--- WHAT TO PRODUCE ---
Return the count of lines in the records that include the string "styled", and nothing besides it.

-------- RECORDS PROVIDED --------

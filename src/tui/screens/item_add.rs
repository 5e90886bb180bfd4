//! Add-item screen: a two-field form for a new keybind and its tag.

use crossterm::event::KeyCode;
use ratatui::Frame;
use ratatui::layout::{Alignment, Flex, Rect};
use ratatui::text::{Line, Span};
use ratatui::widgets::Paragraph;

use crate::model::SubmissionRecord;
use crate::storage::{ItemSink, StorageError};
use crate::tui::event::{AppEvent, is_ctrl_c};
use crate::tui::layout::{block_size, place};
use crate::tui::theme;
use crate::tui::transition::Transition;
use crate::tui::widgets::Field;

/// Field index for the keybind.
pub const KEYBIND: usize = 0;
/// Field index for the optional tag.
pub const TAG: usize = 1;

const BANNER: [&str; 2] = ["▄▀█ █▀▄ █▀▄", "█▀█ █▄▀ █▄▀"];

const INSTRUCTIONS: &str = "Add a keybind (The tag is optional)";

/// State for the add-item screen.
///
/// Exactly one field is focused at any time; the form owns every field's
/// focus flag.
#[derive(Debug, Clone)]
pub struct ItemAddState {
    fields: Vec<Field>,
    focus: usize,
}

impl Default for ItemAddState {
    fn default() -> Self {
        Self::new()
    }
}

impl ItemAddState {
    /// Creates the keybind/tag form with focus on the keybind.
    pub fn new() -> Self {
        Self::with_fields(vec![
            Field::new("Keybind", "ex. New Alacritty instance: meta + i")
                .with_placeholder("Placeholder")
                .with_char_limit(60),
            Field::new("Tag", "ex. Rofi or Alacritty or Kitty or Kwin")
                .with_placeholder("Placeholder")
                .with_char_limit(20),
        ])
    }

    /// Creates a form over arbitrary fields. Focus starts on the first one.
    ///
    /// On submit the first field is the keybind and the second the tag.
    pub fn with_fields(mut fields: Vec<Field>) -> Self {
        for (i, field) in fields.iter_mut().enumerate() {
            field.set_focused(i == 0);
        }
        Self { fields, focus: 0 }
    }

    /// Handles one event and reports which screen should be active next.
    ///
    /// `Enter` always submits; nothing is validated. A failed write is
    /// returned as an error instead of a transition.
    pub fn handle_event(
        &mut self,
        event: AppEvent,
        sink: &mut dyn ItemSink,
    ) -> Result<Transition, StorageError> {
        if let AppEvent::Key(key) = event {
            if is_ctrl_c(&key) {
                return Ok(Transition::Quit);
            }
            match key.code {
                KeyCode::Tab | KeyCode::BackTab | KeyCode::Up | KeyCode::Down => {
                    self.focus_next();
                    return Ok(Transition::Stay);
                }
                KeyCode::Enter => return self.submit(sink),
                KeyCode::Esc => return Ok(Transition::GoToListScreen { rebuild: false }),
                _ => {}
            }
        }

        for field in &mut self.fields {
            field.handle_event(&event);
        }
        Ok(Transition::Stay)
    }

    /// Moves focus forward one field, wrapping at the end.
    ///
    /// Every navigation key moves forward.
    fn focus_next(&mut self) {
        if self.fields.is_empty() {
            return;
        }
        self.focus = (self.focus + 1) % self.fields.len();
        for (i, field) in self.fields.iter_mut().enumerate() {
            field.set_focused(i == self.focus);
        }
    }

    fn submit(&mut self, sink: &mut dyn ItemSink) -> Result<Transition, StorageError> {
        let record = SubmissionRecord::new(self.value(KEYBIND), self.value(TAG));
        sink.append(record)?;
        Ok(Transition::GoToListScreen { rebuild: true })
    }

    /// Returns the index of the focused field.
    pub fn focus(&self) -> usize {
        self.focus
    }

    /// Returns the fields in display order.
    pub fn fields(&self) -> &[Field] {
        &self.fields
    }

    /// Returns the value of the field at `index`, or an empty string if out of bounds.
    pub fn value(&self, index: usize) -> &str {
        self.fields.get(index).map_or("", Field::value)
    }

    /// Builds the banner, instructions and every field, top to bottom.
    pub fn lines(&self) -> Vec<Line<'static>> {
        let mut lines: Vec<Line<'static>> = BANNER
            .iter()
            .map(|row| Line::from(Span::styled(*row, theme::title())).alignment(Alignment::Center))
            .collect();
        lines.push(Line::from(""));
        lines.push(
            Line::from(Span::styled(INSTRUCTIONS, theme::subtext())).alignment(Alignment::Center),
        );
        lines.push(Line::from(""));
        lines.push(Line::from(""));
        lines.extend(self.fields.iter().flat_map(Field::lines));
        lines
    }
}

/// Renders the add-item form centered in `area`.
#[cfg_attr(coverage_nightly, coverage(off))]
#[mutants::skip]
pub fn draw_item_add(state: &ItemAddState, frame: &mut Frame, area: Rect) {
    let lines = state.lines();
    let (width, height) = block_size(&lines);
    let placed = place(area, width, height, Flex::Center, Flex::Center);
    frame.render_widget(Paragraph::new(lines), placed);
}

--------

--- TASK ANSWER ---
2